A widow with two children at just 40, Ford earned a master’s degree in social work though Temple University’s accelerated education program in 1974. Armed with her new degree, she began practicing family therapy at the Philadelphia Child Guidance Clinic at 18th and Christian streets, working with abused and neglected children and their families. She became the director of family services at the clinic’s West Branch at 50th Street and Woodland Avenue, where she helped train others in the practice of family therapy. Ford worked with the organization until she retired in 1998.
In 1983, she began experiencing weakness in her right leg that would cause her to stumble and fall. After two years of testing, doctors diagnosed her with “multiple-sclerosis-type” symptoms.
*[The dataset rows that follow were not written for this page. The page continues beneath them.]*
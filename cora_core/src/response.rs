//! Normalization of free-form agent replies.
//!
//! Specialist agents are asked for JSON but reply with anything from a clean
//! object to prose wrapping a fenced array. Everything here is lenient: input
//! that cannot be read as JSON becomes a plain-text answer.

use regex::Regex;
use serde::{Deserialize, Serialize};
use serde_json::{Map, Value};
use std::sync::OnceLock;

static CODE_BLOCK_PATTERN: OnceLock<Regex> = OnceLock::new();
static JSON_SPAN_PATTERN: OnceLock<Regex> = OnceLock::new();
static BOT_VALUE_PATTERN: OnceLock<Regex> = OnceLock::new();

#[expect(
    clippy::expect_used,
    reason = "Static regex pattern validated at compile time"
)]
fn code_block_pattern() -> &'static Regex {
    CODE_BLOCK_PATTERN.get_or_init(|| {
        Regex::new(r"(?s)```(?:json)?\s*([\[{].*[\]}])\s*```")
            .expect("Static regex pattern is guaranteed to be valid")
    })
}

#[expect(
    clippy::expect_used,
    reason = "Static regex pattern validated at compile time"
)]
fn json_span_pattern() -> &'static Regex {
    JSON_SPAN_PATTERN.get_or_init(|| {
        Regex::new(r"(?s)[\[{].*[\]}]").expect("Static regex pattern is guaranteed to be valid")
    })
}

#[expect(
    clippy::expect_used,
    reason = "Static regex pattern validated at compile time"
)]
fn bot_value_pattern() -> &'static Regex {
    BOT_VALUE_PATTERN.get_or_init(|| {
        Regex::new(r"'value':\s*'([^']*)'").expect("Static regex pattern is guaranteed to be valid")
    })
}

/// Fixed-shape reply handed back to the chat front end.
#[derive(Debug, Clone, Default, PartialEq, Serialize, Deserialize)]
pub struct AgentResponse {
    pub answer: String,
    pub agent: String,
    /// Product list as JSON text, or empty.
    pub products: String,
    pub discount_percentage: String,
    pub image_url: String,
    pub additional_data: String,
    pub cart: Vec<Value>,
}

impl AgentResponse {
    /// A reply carrying only an answer.
    #[must_use]
    pub fn from_answer(answer: impl Into<String>) -> Self {
        Self {
            answer: answer.into(),
            ..Self::default()
        }
    }
}

/// Locate the JSON text a reply most likely carries.
///
/// A fenced code block wins over a bare span; the bare span runs from the
/// first `[`/`{` to the last `]`/`}`.
#[must_use]
pub fn extract_json_candidate(text: &str) -> Option<&str> {
    if let Some(inner) = code_block_pattern()
        .captures(text)
        .and_then(|caps| caps.get(1))
    {
        return Some(inner.as_str().trim());
    }
    json_span_pattern().find(text).map(|m| m.as_str().trim())
}

/// Parse an agent reply into an [`AgentResponse`].
///
/// When no JSON can be parsed the whole input becomes the answer, not the
/// bracketed span that failed to parse.
#[must_use]
pub fn parse_agent_response(response: &str) -> AgentResponse {
    let candidate = extract_json_candidate(response).unwrap_or(response);
    serde_json::from_str::<Value>(candidate)
        .map_or_else(|_| AgentResponse::from_answer(response), from_value)
}

fn from_value(value: Value) -> AgentResponse {
    match value {
        Value::Array(items) => {
            if let Some(Value::Object(first)) = items.first() {
                return from_list_item(first);
            }
            AgentResponse::from_answer(Value::Array(items).to_string())
        }
        Value::Object(map) => from_mapping(&map),
        Value::String(text) => AgentResponse::from_answer(text),
        other => AgentResponse::from_answer(other.to_string()),
    }
}

/// First element of a list reply; image links arrive as `image_output`.
fn from_list_item(item: &Map<String, Value>) -> AgentResponse {
    AgentResponse {
        answer: field_text(item.get("answer")),
        agent: String::new(),
        products: products_text(item.get("products")),
        discount_percentage: discount_text(item.get("discount_percentage")),
        image_url: field_text(item.get("image_output")),
        additional_data: String::new(),
        cart: cart_items(item.get("cart")),
    }
}

fn from_mapping(map: &Map<String, Value>) -> AgentResponse {
    let answer = match map.get("answer") {
        Some(Value::String(text)) => unwrap_nested_answer(text).unwrap_or_else(|| text.clone()),
        other => field_text(other),
    };

    AgentResponse {
        answer,
        agent: field_text(map.get("agent")),
        products: products_text(map.get("products")),
        discount_percentage: discount_text(map.get("discount_percentage")),
        image_url: field_text(map.get("image_url")),
        additional_data: field_text(map.get("additional_data")),
        cart: cart_items(map.get("cart")),
    }
}

/// An answer that is itself a serialized list reply is unwrapped one level.
fn unwrap_nested_answer(answer: &str) -> Option<String> {
    if !(answer.starts_with('[') && answer.ends_with(']')) {
        return None;
    }
    let nested: Value = serde_json::from_str(answer).ok()?;
    let first = nested.as_array()?.first()?.as_object()?;
    first.get("answer").map(|inner| field_text(Some(inner)))
}

/// Answer text of a JSON bot reply, if the reply is one.
#[must_use]
pub fn extract_answer(message: &str) -> Option<String> {
    let parsed: Value = serde_json::from_str(message).ok()?;
    let holder = match &parsed {
        Value::Array(items) => items.first()?.as_object()?,
        Value::Object(map) => map,
        _ => return None,
    };
    holder.get("answer").map(|answer| field_text(Some(answer)))
}

/// Pull the quoted `'value'` out of a stringified agent message.
#[must_use]
pub fn extract_bot_reply(message: &str) -> String {
    bot_value_pattern()
        .captures(message)
        .and_then(|caps| caps.get(1))
        .map_or_else(|| message.to_string(), |m| m.as_str().to_string())
}

/// Suffix naming the products a reply mentions, e.g. ` [Products Mentioned: Lamp, Rug]`.
///
/// Returns an empty string when the reply carries no named products.
#[must_use]
pub fn extract_product_names(response: &str) -> String {
    serde_json::from_str::<Value>(response)
        .map(|value| product_names_from_value(&value))
        .unwrap_or_default()
}

/// Same as [`extract_product_names`] for an already parsed reply.
#[must_use]
pub fn product_names_from_value(response: &Value) -> String {
    let Some(products) = response.get("products") else {
        return String::new();
    };

    let parsed;
    let list = match products {
        Value::Array(items) => items,
        Value::String(text) => {
            parsed = serde_json::from_str::<Value>(text).ok();
            match parsed.as_ref().and_then(Value::as_array) {
                Some(items) => items,
                None => return String::new(),
            }
        }
        _ => return String::new(),
    };

    let names: Vec<&str> = list
        .iter()
        .filter_map(|product| product.get("name").and_then(Value::as_str))
        .collect();

    if names.is_empty() {
        String::new()
    } else {
        format!(" [Products Mentioned: {}]", names.join(", "))
    }
}

fn field_text(value: Option<&Value>) -> String {
    match value {
        None | Some(Value::Null) => String::new(),
        Some(Value::String(text)) => text.clone(),
        Some(other) => other.to_string(),
    }
}

/// Lists and mappings are re-serialized; empty values collapse to "".
fn products_text(value: Option<&Value>) -> String {
    match value {
        Some(v) if is_truthy(v) => field_text(Some(v)),
        _ => String::new(),
    }
}

fn discount_text(value: Option<&Value>) -> String {
    products_text(value)
}

fn cart_items(value: Option<&Value>) -> Vec<Value> {
    match value {
        None | Some(Value::Null) => Vec::new(),
        Some(Value::Array(items)) => items.clone(),
        Some(other) => vec![other.clone()],
    }
}

fn is_truthy(value: &Value) -> bool {
    match value {
        Value::Null => false,
        Value::Bool(flag) => *flag,
        Value::Number(n) => n.as_f64().is_some_and(|f| f != 0.0),
        Value::String(text) => !text.is_empty(),
        Value::Array(items) => !items.is_empty(),
        Value::Object(map) => !map.is_empty(),
    }
}
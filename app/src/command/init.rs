use cora_config::Config;

/// Strategy for initializing the configuration.
///
/// This strategy creates the default configuration file at `~/cora/config.json`.
#[derive(Debug, Clone, Copy)]
pub struct InitStrategy;

impl super::CommandStrategy for InitStrategy {
    type Input = ();

    async fn execute(&self, _input: Self::Input) -> anyhow::Result<()> {
        let config_path = Config::create_config()?;

        println!("Created config file at: {}", config_path.display());
        println!();
        println!("Next steps:");
        println!("   1. Edit the config file and add your API key");
        println!("   2. For Azure deployments set base_url and api_version");
        println!("   3. Run 'cora chat' to start a conversation");
        println!();
        Ok(())
    }
}
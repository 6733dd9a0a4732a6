// SPDX-License-Identifier: MPL-2.0

//! Reconstruction settings, readable from TOML.
//!
//! ```toml
//! size = 1024
//! flip_vertical = true
//!
//! [region]
//! x = 940
//! y = 492
//! width = 70
//! ```
//!
//! Missing keys take their default value.

use std::path::Path;
use std::time::Duration;

use serde::{Deserialize, Serialize};

use crate::error::{Error, Result};
use crate::phase::DEFAULT_DISPLAY_SCALE;
use crate::sideband::Region;

/// Settings of the reconstruction pipeline and of the distributed benchmark loop.
#[derive(Debug, Clone, PartialEq, Serialize, Deserialize)]
#[serde(default, deny_unknown_fields)]
pub struct ReconstructionConfig {
    /// Side length N of the holograms.
    pub size: usize,
    /// Initial sideband region.
    pub region: Region,
    /// Factor applied to spectrum magnitudes for display.
    pub display_scale: f64,
    /// Output the phase map upside down.
    pub flip_vertical: bool,
    /// Number of frames run by the distributed loop.
    pub frames: u64,
    /// Number of workers of the distributed loop.
    pub workers: usize,
    /// Give up on a collective after this many milliseconds, wait forever if unset.
    pub collective_timeout_ms: Option<u64>,
}

impl Default for ReconstructionConfig {
    fn default() -> Self {
        Self {
            size: 1024,
            region: Region::new(940, 492, 70),
            display_scale: DEFAULT_DISPLAY_SCALE,
            flip_vertical: true,
            frames: 300,
            workers: 4,
            collective_timeout_ms: None,
        }
    }
}

impl ReconstructionConfig {
    /// Parse and validate a TOML document.
    pub fn from_toml_str(text: &str) -> Result<Self> {
        let config: Self = toml::from_str(text).map_err(|err| Error::config(err.to_string()))?;
        config.validate()?;
        Ok(config)
    }

    /// Read, parse and validate a TOML file.
    pub fn from_path<P: AsRef<Path>>(path: P) -> Result<Self> {
        let path = path.as_ref();
        let text = std::fs::read_to_string(path)
            .map_err(|err| Error::config(format!("{}: {}", path.display(), err)))?;
        Self::from_toml_str(&text)
    }

    /// Check values that deserialization alone cannot rule out.
    pub fn validate(&self) -> Result<()> {
        if self.size == 0 {
            return Err(Error::config("size must be positive"));
        }
        if self.workers == 0 || self.workers > self.size {
            return Err(Error::config(format!(
                "workers must be between 1 and {}, got {}",
                self.size, self.workers
            )));
        }
        if !self.display_scale.is_finite() || self.display_scale <= 0.0 {
            return Err(Error::config("display_scale must be a positive number"));
        }
        Ok(())
    }

    /// Timeout of the collectives, if any.
    pub fn collective_timeout(&self) -> Option<Duration> {
        self.collective_timeout_ms.map(Duration::from_millis)
    }
}
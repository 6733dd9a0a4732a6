// SPDX-License-Identifier: MPL-2.0

//! Isolation of one sideband (satellite) of a centered spectrum.
//!
//! The region of interest is cropped out of the spectrum and moved so that
//! its center lands on the center of a zero filled field. Everything else,
//! the zero order term and the conjugate sideband, is suppressed.

use rayon::prelude::*;
use rustfft::num_complex::Complex;
use serde::{Deserialize, Serialize};

use crate::error::{Error, Result};
use crate::field::ComplexField;

/// Square window `[y, y + width) × [x, x + width)` in centered spectrum coordinates.
///
/// The window may extend past the field, or lie completely outside of it.
/// Parts outside of the field contribute zeros.
#[derive(Debug, Clone, Copy, PartialEq, Eq, Default, Serialize, Deserialize)]
pub struct Region {
    /// Left column of the window.
    pub x: i64,
    /// Top row of the window.
    pub y: i64,
    /// Side length of the window.
    pub width: usize,
}

impl Region {
    /// Window with top left corner at `(x, y)`.
    pub fn new(x: i64, y: i64, width: usize) -> Self {
        Self { x, y, width }
    }

    /// Window of side `width` whose center is at `(cx, cy)`.
    pub fn centered_at(cx: i64, cy: i64, width: usize) -> Self {
        let half = i64::try_from(width / 2).unwrap_or(i64::MAX);
        Self::new(cx.saturating_sub(half), cy.saturating_sub(half), width)
    }

    /// The whole N×N field.
    pub fn full(size: usize) -> Self {
        Self::new(0, 0, size)
    }

    /// The window that an extracted sideband occupies in a field of side `size`.
    pub fn recentered(&self, size: usize) -> Self {
        Self::centered_at((size / 2) as i64, (size / 2) as i64, self.width)
    }
}

/// Crop `region` out of `spectrum` into a new field, centered.
pub fn extract(spectrum: &ComplexField, region: Region) -> ComplexField {
    let mut out = ComplexField::zeros(spectrum.size());
    extract_rows(spectrum, region, out.as_mut_slice());
    out
}

/// Crop `region` out of `spectrum` into `out`, centered.
///
/// The source sample `(y, x)` goes to
/// `(N/2 + y - region.y - width/2, N/2 + x - region.x - width/2)`.
/// Sources outside of the spectrum are skipped, as are targets outside of `out`.
/// All other samples of `out` are zero.
pub fn extract_into(spectrum: &ComplexField, region: Region, out: &mut ComplexField) -> Result<()> {
    if out.size() != spectrum.size() {
        return Err(Error::SizeMismatch {
            expected: spectrum.len(),
            actual: out.len(),
        });
    }
    extract_rows(spectrum, region, out.as_mut_slice());
    Ok(())
}

fn extract_rows(spectrum: &ComplexField, region: Region, out: &mut [Complex<f64>]) {
    let size = spectrum.size();
    if size == 0 {
        return;
    }
    // Bounds are computed in i128 so that no i64 region overflows.
    let n = size as i128;
    let width = region.width as i128;
    let (rx, ry) = (i128::from(region.x), i128::from(region.y));
    // Translation from source to target coordinates, same on both axes.
    let shift = n / 2 - width / 2;

    // Source columns kept: inside the region, inside the spectrum,
    // and landing inside the target row.
    let x_lo = rx.max(0).max(rx - shift);
    let x_hi = (rx + width).min(n).min(rx - shift + n);

    out.par_chunks_exact_mut(size)
        .enumerate()
        .for_each(|(new_y, out_row)| {
            out_row.fill(Complex::default());
            let y = new_y as i128 - shift + ry;
            let inside_region = y >= ry && y < ry + width;
            if !inside_region || y < 0 || y >= n || x_lo >= x_hi {
                return;
            }
            // All of these are in 0..=n now.
            let src_row = spectrum.row(y as usize);
            let new_x_lo = (x_lo + shift - rx) as usize;
            let new_x_hi = (x_hi + shift - rx) as usize;
            out_row[new_x_lo..new_x_hi].copy_from_slice(&src_row[x_lo as usize..x_hi as usize]);
        });
}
Despite the difficult diagnosis, Ford determined that she would live life on her own terms.
Her family said she was an excellent cook who was known for her Good Friday fish fries, waffles on Sunday mornings, New Year’s Day brunches, cheesecakes and pound cakes. Holiday dinners would rotate between her home and those of her siblings, Selvin Bailey and Etta E. Bailey Ferron.
In 1985, Ford and her next-door neighbors, Nina Bryan and Lillian Jenkins, launched Lyons Party Consultants. They became one of the first African-American catering companies to win major catering contracts, including with the mayor’s office, Temple University School of Medicine, the University of Pennsylvania, the LEADS program with Walter and Beverly Lomax, and A Better Chance, also at Penn, under the leadership of Harold Haskins.
Ford enjoyed life, doing things like staying up late, sleeping in, playing pinochle, enjoying music, going to concerts and traveling to the Bahamas with her friend, Barbara Bryant Forbes. She stayed close to a longstanding circle of friends, including Doris Watson Thomas, Dorothy Black Davis, Dorothy Hawthorne, Dottie McCall Craig, Edie Barber Benson, Janice Lewis Dickerson and Loretta L. Lewis.
She was preceded in death by her son, Niles Bailey Ford.
In addition to her sister, she is survived by: her daughter, Stacey E. Ford, and her partner, Julia Bennett; daughter-in-law, Jenny Taylor Ford; grandsons, Isaac and Malik; nieces, Anita Bailey, Taryn Bailey, Leslie Ferron-Smith and Tammi Rivers; sisters-in-law, Mary Ford Reeves, Lula Ford Remy, Sara Ford Jones and Frances Ford Bowser; and other relatives and friends.
Services will be held Aug. 10 at St. Simon the Cyrenian Church, 1401 S. 22nd St. Viewing is at 9 a.m. Services will follow at 10 a.m.
Wood Funeral Home handled the arrangements.